Near the end of WWII, in early May 1945, the Luftwaffe command ordered Major Hartmann, then Gruppenkommandeur of famous Jagdgeschwader 52, and his Commodore, Hermann Graf (another pilot, who had earned the "diamonds" to the Knight's Cross) to fly to the British sector. Both officers disregarded this order, because they felt responsible for Jagdgeschwader 52's pilots, ground crew, family members, and other civilians, who had joined the squadron, seeking protection against fierce aggression by the Czechs. The officers ordered the destruction of the unit's aircraft, and then the unit moved west in direction of territory already occupied by US troops. On May 8th, 1945, the soldiers and civilians surrendered to US troops in the region between Bavaria (German province) and Czech border. But on May 17th, the US Army delivered all of these German troops and civilians to the Red Army.

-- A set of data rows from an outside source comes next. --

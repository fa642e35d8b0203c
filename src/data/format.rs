use chrono::NaiveDateTime;

use super::view_model::DerivedRow;

/// Display format for monitor timestamps.
pub const TIMESTAMP_FORMAT: &str = "%Y-%m-%d %H:%M:%S";

/// Format a price with five decimals.
pub fn format_price(price: f64) -> String {
    format!("{:.5}", price)
}

/// Format a monitor timestamp, or `-` when unknown.
pub fn format_timestamp(timestamp: Option<NaiveDateTime>) -> String {
    timestamp
        .map(|t| t.format(TIMESTAMP_FORMAT).to_string())
        .unwrap_or_else(|| "-".to_string())
}

/// Format the remaining TTL in days.
///
/// A negative TTL means the entry has no expiry (or no longer exists on the
/// backend) and is shown as `-`.
pub fn format_ttl(row: &DerivedRow) -> String {
    if row.record.ttl_seconds < 0.0 {
        "-".to_string()
    } else {
        format!("{:.1}", row.ttl_days)
    }
}

#[cfg(test)]
mod tests {
    use super::*;
    use crate::data::record::{Direction, MonitorRecord};
    use crate::data::view_model::compute_derived_fields;
    use chrono::NaiveDate;

    #[test]
    fn test_format_price() {
        assert_eq!(format_price(1.0), "1.00000");
        assert_eq!(format_price(0.123456789), "0.12346");
    }

    #[test]
    fn test_format_timestamp() {
        let ts = NaiveDate::from_ymd_opt(2024, 3, 9)
            .unwrap()
            .and_hms_opt(7, 5, 1)
            .unwrap();
        assert_eq!(format_timestamp(Some(ts)), "2024-03-09 07:05:01");
        assert_eq!(format_timestamp(None), "-");
    }

    #[test]
    fn test_format_ttl() {
        let record = MonitorRecord::new("BTCUSDT", Direction::Long, 1.0, 1.0);
        let row = compute_derived_fields(&record.clone().with_ttl(172_800.0));
        assert_eq!(format_ttl(&row), "2.0");

        let row = compute_derived_fields(&record.with_ttl(-1.0));
        assert_eq!(format_ttl(&row), "-");
    }
}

Like all others, Hartmann was then deported to Siberia, where he was sentenced to 50 years of hard labor. (Hartmann has since been rehabilitated by Russian justice, which declared those sentences illegal in 1995.) The Soviets pressured him to support a build-up of an East German air force and tried to turn him into an undercover agent against the West. Hartmann refused, even though the Soviets threatened to kidnap and kill his wife and daughter, living in West Germany. Hartmann did not return to Germany until 1955, when the last German POWs were released along with the establishing of diplomatic relations between West Germany and the Soviet Union. In 1956, Hartmann joined the newly established West German Luftwaffe and contributed to the build-up of new fighter units. In 1959, he became the first commodore of Jagdgeschwader 71 "Richthofen." Erich Hartmann died 20 September 1993.